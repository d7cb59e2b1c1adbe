pub mod postgres;
pub mod sqlite;
pub mod trait_def;

pub use postgres::PostgresStorage;
pub use sqlite::SqliteStorage;
pub use trait_def::{Storage, StorageError, StorageResult};
use anyhow::Result;
use std::sync::Arc;
use tracing::info;

use cardlink::config::{Config, DatabaseBackend};
use cardlink::storage::{PostgresStorage, SqliteStorage, Storage};

#[tokio::main]
async fn main() -> Result<()> {
    // Initialize tracing
    tracing_subscriber::fmt::init();

    // Load configuration
    let config = Config::from_env()?;
    info!("Loaded configuration");

    // Initialize storage
    let storage: Arc<dyn Storage> = match config.database.backend {
        DatabaseBackend::Sqlite => {
            info!("Using SQLite storage: {}", config.database.url);
            Arc::new(SqliteStorage::new(&config.database.url).await?)
        }
        DatabaseBackend::Postgres => {
            info!("Using PostgreSQL storage: {}", config.database.url);
            Arc::new(PostgresStorage::new(&config.database.url).await?)
        }
    };

    // Initialize database
    info!("Initializing database...");
    storage.init().await?;
    info!("Database initialized successfully");

    // Create routers
    let api_router = cardlink::api::create_api_router(Arc::clone(&storage));
    let public_router = cardlink::public::create_public_router(Arc::clone(&storage));

    // Start API server
    let api_addr = format!("{}:{}", config.api_server.host, config.api_server.port);
    let api_listener = tokio::net::TcpListener::bind(&api_addr).await?;
    info!("🚀 API server listening on http://{}", api_addr);

    // Start public profile server
    let public_addr = format!(
        "{}:{}",
        config.public_server.host, config.public_server.port
    );
    let public_listener = tokio::net::TcpListener::bind(&public_addr).await?;
    info!("🚀 Public profile server listening on http://{}", public_addr);

    // Run both servers concurrently
    tokio::try_join!(
        axum::serve(api_listener, api_router),
        axum::serve(public_listener, public_router),
    )?;

    Ok(())
}
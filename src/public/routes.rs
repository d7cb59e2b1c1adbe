use axum::{
    routing::{get, post},
    Router,
};
use std::sync::Arc;

use crate::storage::Storage;

use super::handlers::{
    download_vcard, health_check, submit_lead, submit_testimonial, view_profile, PublicState,
};

pub fn create_public_router(storage: Arc<dyn Storage>) -> Router {
    let state = Arc::new(PublicState { storage });

    Router::new()
        .route("/", get(health_check))
        .route("/{slug}", get(view_profile))
        .route("/{slug}/vcard", get(download_vcard))
        .route("/{slug}/leads", post(submit_lead))
        .route("/{slug}/testimonials", post(submit_testimonial))
        .with_state(state)
}
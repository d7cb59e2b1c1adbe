mod engagement;
mod profile;
mod section;

pub use engagement::{Lead, NewLead, NewTestimonial, Testimonial};
pub use profile::{CreateProfileRequest, NewProfile, Profile, ProfilePatch, UpdateProfileRequest};
pub use section::{NewSection, ProfileSection, SectionKind};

────

THE TASK =>
For every line in the data above that has the string "listening", return that line.

SOLUTION =>
    info!("🚀 API server listening on http://{}", api_addr);
    info!("🚀 Public profile server listening on http://{}", public_addr);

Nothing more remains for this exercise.